La preuve, c'est que "P'tit malin" alla jusqu'à demandera à "Gros malin" de l'emmener avec lui en Angleterre.
"Pt'it malin" restera dans son village et aura plus tard des démêlés avec les autorités chinoises.
Pour "Gros malin" il restait une situation délicate à régler : informer son ami "Je sais" que les manuscrits étaient faux et qu'il s'était lourdement trompé dans son jugement. Il lui fallait établir la vérité, sans humilier son ami. Et comment réagirait celui-ci ? Surtout qu'il finissait d'écrire son deuxième article sur la traduction des manuscrits.

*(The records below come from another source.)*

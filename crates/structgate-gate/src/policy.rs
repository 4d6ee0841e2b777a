// ─────────────────────────────────────────────────────────────────────
// StructGate — Gate Policies
// ─────────────────────────────────────────────────────────────────────
//! Threshold, conjunctive-fusion and passive policies.
//!
//! Every comparison goes through [`Constraint`], which is where the
//! fail-closed substitution for missing metrics lives.

use std::fmt;

use serde::Serialize;
use structgate_types::{
    Comparison, ConstraintSpec, GateAction, Metric, Observable, PolicySpec, StructGateError,
    StructGateResult,
};

/// Decision capability: observable in, action out. Never errors.
pub trait Policy {
    fn decide(&self, obs: &Observable) -> GateAction;

    /// Constraints that failed on `obs`. Audit only.
    fn violations(&self, _obs: &Observable) -> Vec<Violation> {
        Vec::new()
    }
}

/// One bound on one metric.
#[derive(Debug, Clone, Copy, PartialEq)]
pub struct Constraint {
    pub metric: Metric,
    pub bound: f64,
    pub comparison: Comparison,
}

impl Constraint {
    pub fn new(metric: Metric, bound: f64, comparison: Comparison) -> Self {
        Self {
            metric,
            bound,
            comparison,
        }
    }

    /// Upper bound: holds iff `value <= bound`.
    pub fn max(metric: Metric, bound: f64) -> Self {
        Self::new(metric, bound, Comparison::Max)
    }

    /// Lower bound: holds iff `value >= bound`.
    pub fn min(metric: Metric, bound: f64) -> Self {
        Self::new(metric, bound, Comparison::Min)
    }

    /// Value that can never satisfy this constraint's direction.
    pub fn fail_closed_value(&self) -> f64 {
        match self.comparison {
            Comparison::Max => f64::INFINITY,
            Comparison::Min => f64::NEG_INFINITY,
        }
    }

    /// Metric value as the gate sees it: absent, unavailable and NaN
    /// readings become [`Constraint::fail_closed_value`].
    pub fn observed(&self, obs: &Observable) -> f64 {
        match obs.metric(self.metric) {
            Some(v) if !v.is_nan() => v,
            _ => self.fail_closed_value(),
        }
    }

    pub fn holds(&self, obs: &Observable) -> bool {
        let value = self.observed(obs);
        match self.comparison {
            Comparison::Max => value <= self.bound,
            Comparison::Min => value >= self.bound,
        }
    }

    /// `Some(violation)` when the constraint fails on `obs`.
    pub fn check(&self, obs: &Observable) -> Option<Violation> {
        if self.holds(obs) {
            None
        } else {
            Some(Violation {
                metric: self.metric,
                observed: self.observed(obs),
                bound: self.bound,
                comparison: self.comparison,
            })
        }
    }
}

impl From<ConstraintSpec> for Constraint {
    fn from(spec: ConstraintSpec) -> Self {
        Self::new(spec.metric, spec.bound, spec.comparison)
    }
}

/// A failed constraint, with the value the gate compared.
#[derive(Debug, Clone, Copy, PartialEq, Serialize)]
pub struct Violation {
    pub metric: Metric,
    pub observed: f64,
    pub bound: f64,
    pub comparison: Comparison,
}

impl fmt::Display for Violation {
    fn fmt(&self, f: &mut fmt::Formatter<'_>) -> fmt::Result {
        let op = match self.comparison {
            Comparison::Max => ">",
            Comparison::Min => "<",
        };
        write!(f, "{} ({:.4} {op} {})", self.metric, self.observed, self.bound)
    }
}

/// Single-metric, single-bound policy.
#[derive(Debug, Clone, Copy, PartialEq)]
pub struct ThresholdPolicy {
    constraint: Constraint,
}

impl ThresholdPolicy {
    pub fn new(constraint: Constraint) -> Self {
        Self { constraint }
    }

    /// REFUSE when entropy strictly exceeds `bound`.
    pub fn max_entropy(bound: f64) -> Self {
        Self::new(Constraint::max(Metric::Entropy, bound))
    }

    /// REFUSE when the top-two margin falls below `bound`.
    pub fn min_margin(bound: f64) -> Self {
        Self::new(Constraint::min(Metric::Margin, bound))
    }

    pub fn constraint(&self) -> &Constraint {
        &self.constraint
    }
}

impl Policy for ThresholdPolicy {
    fn decide(&self, obs: &Observable) -> GateAction {
        if self.constraint.holds(obs) {
            GateAction::Allow
        } else {
            GateAction::Refuse
        }
    }

    fn violations(&self, obs: &Observable) -> Vec<Violation> {
        self.constraint.check(obs).into_iter().collect()
    }
}

/// Conjunctive fusion: ALLOW only if every constraint holds.
#[derive(Debug, Clone, PartialEq)]
pub struct FusionPolicy {
    constraints: Vec<Constraint>,
}

impl FusionPolicy {
    /// Fails with [`StructGateError::Config`] on an empty constraint list.
    pub fn new(constraints: Vec<Constraint>) -> StructGateResult<Self> {
        if constraints.is_empty() {
            return Err(StructGateError::Config(
                "fusion policy needs at least one constraint".to_string(),
            ));
        }
        Ok(Self { constraints })
    }

    /// `entropy <= max_entropy AND margin >= min_margin`.
    pub fn entropy_margin(max_entropy: f64, min_margin: f64) -> Self {
        Self {
            constraints: vec![
                Constraint::max(Metric::Entropy, max_entropy),
                Constraint::min(Metric::Margin, min_margin),
            ],
        }
    }

    pub fn constraints(&self) -> &[Constraint] {
        &self.constraints
    }
}

impl Policy for FusionPolicy {
    fn decide(&self, obs: &Observable) -> GateAction {
        if self.constraints.iter().all(|c| c.holds(obs)) {
            GateAction::Allow
        } else {
            GateAction::Refuse
        }
    }

    fn violations(&self, obs: &Observable) -> Vec<Violation> {
        self.constraints.iter().filter_map(|c| c.check(obs)).collect()
    }
}

/// Closed set of policies, picked at construction.
#[derive(Debug, Clone, PartialEq)]
pub enum GatePolicy {
    Threshold(ThresholdPolicy),
    Fusion(FusionPolicy),
    /// Observe-only: always NOOP.
    Passive,
}

impl GatePolicy {
    /// Build from configuration. Bounds are validated first.
    pub fn from_spec(spec: &PolicySpec) -> StructGateResult<Self> {
        spec.validate()?;
        Ok(match spec {
            PolicySpec::Threshold {
                metric,
                bound,
                comparison,
            } => Self::Threshold(ThresholdPolicy::new(Constraint::new(
                *metric,
                *bound,
                *comparison,
            ))),
            PolicySpec::Fusion { constraints } => Self::Fusion(FusionPolicy::new(
                constraints.iter().copied().map(Constraint::from).collect(),
            )?),
            PolicySpec::Passive => Self::Passive,
        })
    }

    pub fn name(&self) -> &'static str {
        match self {
            Self::Threshold(_) => "threshold",
            Self::Fusion(_) => "fusion",
            Self::Passive => "passive",
        }
    }
}

impl Policy for GatePolicy {
    fn decide(&self, obs: &Observable) -> GateAction {
        match self {
            Self::Threshold(p) => p.decide(obs),
            Self::Fusion(p) => p.decide(obs),
            Self::Passive => GateAction::Noop,
        }
    }

    fn violations(&self, obs: &Observable) -> Vec<Violation> {
        match self {
            Self::Threshold(p) => p.violations(obs),
            Self::Fusion(p) => p.violations(obs),
            Self::Passive => Vec::new(),
        }
    }
}

impl From<ThresholdPolicy> for GatePolicy {
    fn from(p: ThresholdPolicy) -> Self {
        Self::Threshold(p)
    }
}

impl From<FusionPolicy> for GatePolicy {
    fn from(p: FusionPolicy) -> Self {
        Self::Fusion(p)
    }
}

La rencontre entre les deux hommes fut amicale, mais monsieur "Je sais" fut complètement abasourdi par cette révélation. Heureusement pour lui il était respecté dans le monde des linguistes et aucun de ses confrères ne l'accablât. Au contraire tout fut fait pour minimiser l'information. Même dans le "journal de la royale société asiatique" il ne sera jamais fait mention de son erreur de jugement. Il vivra honoré et récompensé.
C'était une époque où le respect avait plus d'importance que le profit
Et, comme dans les contes de fées, "Gros Malin" fut anobli par la reine d'Angleterre.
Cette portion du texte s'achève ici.